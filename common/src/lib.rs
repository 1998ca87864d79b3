//! # Roshambo Common
//!
//! The domain of the game. Pure Rust, no IO.
//!
//! * **[`game`]**: moves, outcomes, the running tally and round records.
//! * **[`config`]**: runtime options shared between the binary and the core.

pub mod config;
pub mod game;
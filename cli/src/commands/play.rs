use std::io::Write;

use crossterm::{
    cursor::MoveTo,
    event::{self, Event},
    queue,
    style::Print,
    terminal::{Clear, ClearType},
};
use roshambo_common::config::Config;
use roshambo_common::game::Move;
use roshambo_core::{MoveSource, Session};
use tracing::{debug, info};

use crate::commands;
use crate::terminal::board;
use crate::terminal::input::{self, Action, TerminalGuard};

enum Flow {
    Continue,
    Exit,
}

pub fn play(cfg: &Config) -> anyhow::Result<()> {
    let mut session = Session::new(commands::computer(cfg));

    info!("diagnostics are paused while the board is open");
    {
        let mut terminal = TerminalGuard::enter()?;
        draw(terminal.out(), &session, cfg)?;

        loop {
            let flow = match event::read()? {
                Event::Key(key_event) => match input::action_for(key_event) {
                    Some(action) => dispatch(action, &mut session),
                    None => continue,
                },
                Event::Resize(..) => Flow::Continue,
                _ => continue,
            };

            match flow {
                Flow::Continue => draw(terminal.out(), &session, cfg)?,
                Flow::Exit => break,
            }
        }
    }

    debug!(rounds = session.rounds_played(), "board closed");
    board::print_summary(session.tally(), cfg.quiet);
    Ok(())
}

fn dispatch<S: MoveSource>(action: Action, session: &mut Session<S>) -> Flow {
    match action {
        Action::Throw(player) => on_throw(session, player),
        Action::Quit => on_quit(),
    }
}

fn on_throw<S: MoveSource>(session: &mut Session<S>, player: Move) -> Flow {
    session.play(player);
    Flow::Continue
}

fn on_quit() -> Flow {
    Flow::Exit
}

fn draw<S: MoveSource>(out: &mut impl Write, session: &Session<S>, cfg: &Config) -> anyhow::Result<()> {
    let lines = board::render(session.tally(), session.history(), cfg.log_rows);

    queue!(out, Clear(ClearType::All))?;
    for (row, line) in lines.iter().enumerate() {
        queue!(out, MoveTo(0, row as u16), Print(line))?;
    }
    out.flush()?;
    Ok(())
}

* WHAT IS EXPECTED
Type out the whole of the data again, exactly as shown.

* TASK SOLUTION
filename common/src/lib.rs
repository 1998ca87864d79b3
//! # Roshambo Common
//!
//! The domain of the game. Pure Rust, no IO.
//!
//! * **[`game`]**: moves, outcomes, the running tally and round records.
//! * **[`config`]**: runtime options shared between the binary and the core.

pub mod config;
pub mod game;
filename cli/src/commands/play.rs
use std::io::Write;

use crossterm::{
    cursor::MoveTo,
    event::{self, Event},
    queue,
    style::Print,
    terminal::{Clear, ClearType},
};
use roshambo_common::config::Config;
use roshambo_common::game::Move;
use roshambo_core::{MoveSource, Session};
use tracing::{debug, info};

use crate::commands;
use crate::terminal::board;
use crate::terminal::input::{self, Action, TerminalGuard};

enum Flow {
    Continue,
    Exit,
}

pub fn play(cfg: &Config) -> anyhow::Result<()> {
    let mut session = Session::new(commands::computer(cfg));

    info!("diagnostics are paused while the board is open");
    {
        let mut terminal = TerminalGuard::enter()?;
        draw(terminal.out(), &session, cfg)?;

        loop {
            let flow = match event::read()? {
                Event::Key(key_event) => match input::action_for(key_event) {
                    Some(action) => dispatch(action, &mut session),
                    None => continue,
                },
                Event::Resize(..) => Flow::Continue,
                _ => continue,
            };

            match flow {
                Flow::Continue => draw(terminal.out(), &session, cfg)?,
                Flow::Exit => break,
            }
        }
    }

    debug!(rounds = session.rounds_played(), "board closed");
    board::print_summary(session.tally(), cfg.quiet);
    Ok(())
}

fn dispatch<S: MoveSource>(action: Action, session: &mut Session<S>) -> Flow {
    match action {
        Action::Throw(player) => on_throw(session, player),
        Action::Quit => on_quit(),
    }
}

fn on_throw<S: MoveSource>(session: &mut Session<S>, player: Move) -> Flow {
    session.play(player);
    Flow::Continue
}

fn on_quit() -> Flow {
    Flow::Exit
}

fn draw<S: MoveSource>(out: &mut impl Write, session: &Session<S>, cfg: &Config) -> anyhow::Result<()> {
    let lines = board::render(session.tally(), session.history(), cfg.log_rows);

    queue!(out, Clear(ClearType::All))?;
    for (row, line) in lines.iter().enumerate() {
        queue!(out, MoveTo(0, row as u16), Print(line))?;
    }
    out.flush()?;
    Ok(())
}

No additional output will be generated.